Problem details:
Using the data below, return all lines in which "classify" appears.

#### Data for analysis

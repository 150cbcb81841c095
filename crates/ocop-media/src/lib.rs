//! Image reference resolution for OCOP clients.
//!
//! Catalog data stores image locations in whatever shape the uploader
//! produced: `/uploads/a.png`, `a.png`, `https://cdn…/a.png`,
//! `data:image/png;base64,…`. Every surface needs exactly one renderable
//! absolute URL out of that.
//!
//! Resolution is split in two so the priority order can be read and tested
//! on its own:
//!
//! 1. [`classify`] — look at the string, return a [`ReferenceKind`]
//! 2. [`Resolver::resolve`] — turn each kind into a URL
//!
//! Both are total: every input, malformed or not, yields a URL.

mod image;
mod reference;
mod resolver;

pub use image::ImageRef;
pub use reference::{ReferenceKind, classify};
pub use resolver::{
    DEFAULT_BASE_URL, DEFAULT_PLACEHOLDER_URL, Resolver, ResolverConfig,
    resolve, resolve_primary, strip_api_suffix,
};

########

Written solution:
//! 1. [`classify`] — look at the string, return a [`ReferenceKind`]
pub use reference::{ReferenceKind, classify};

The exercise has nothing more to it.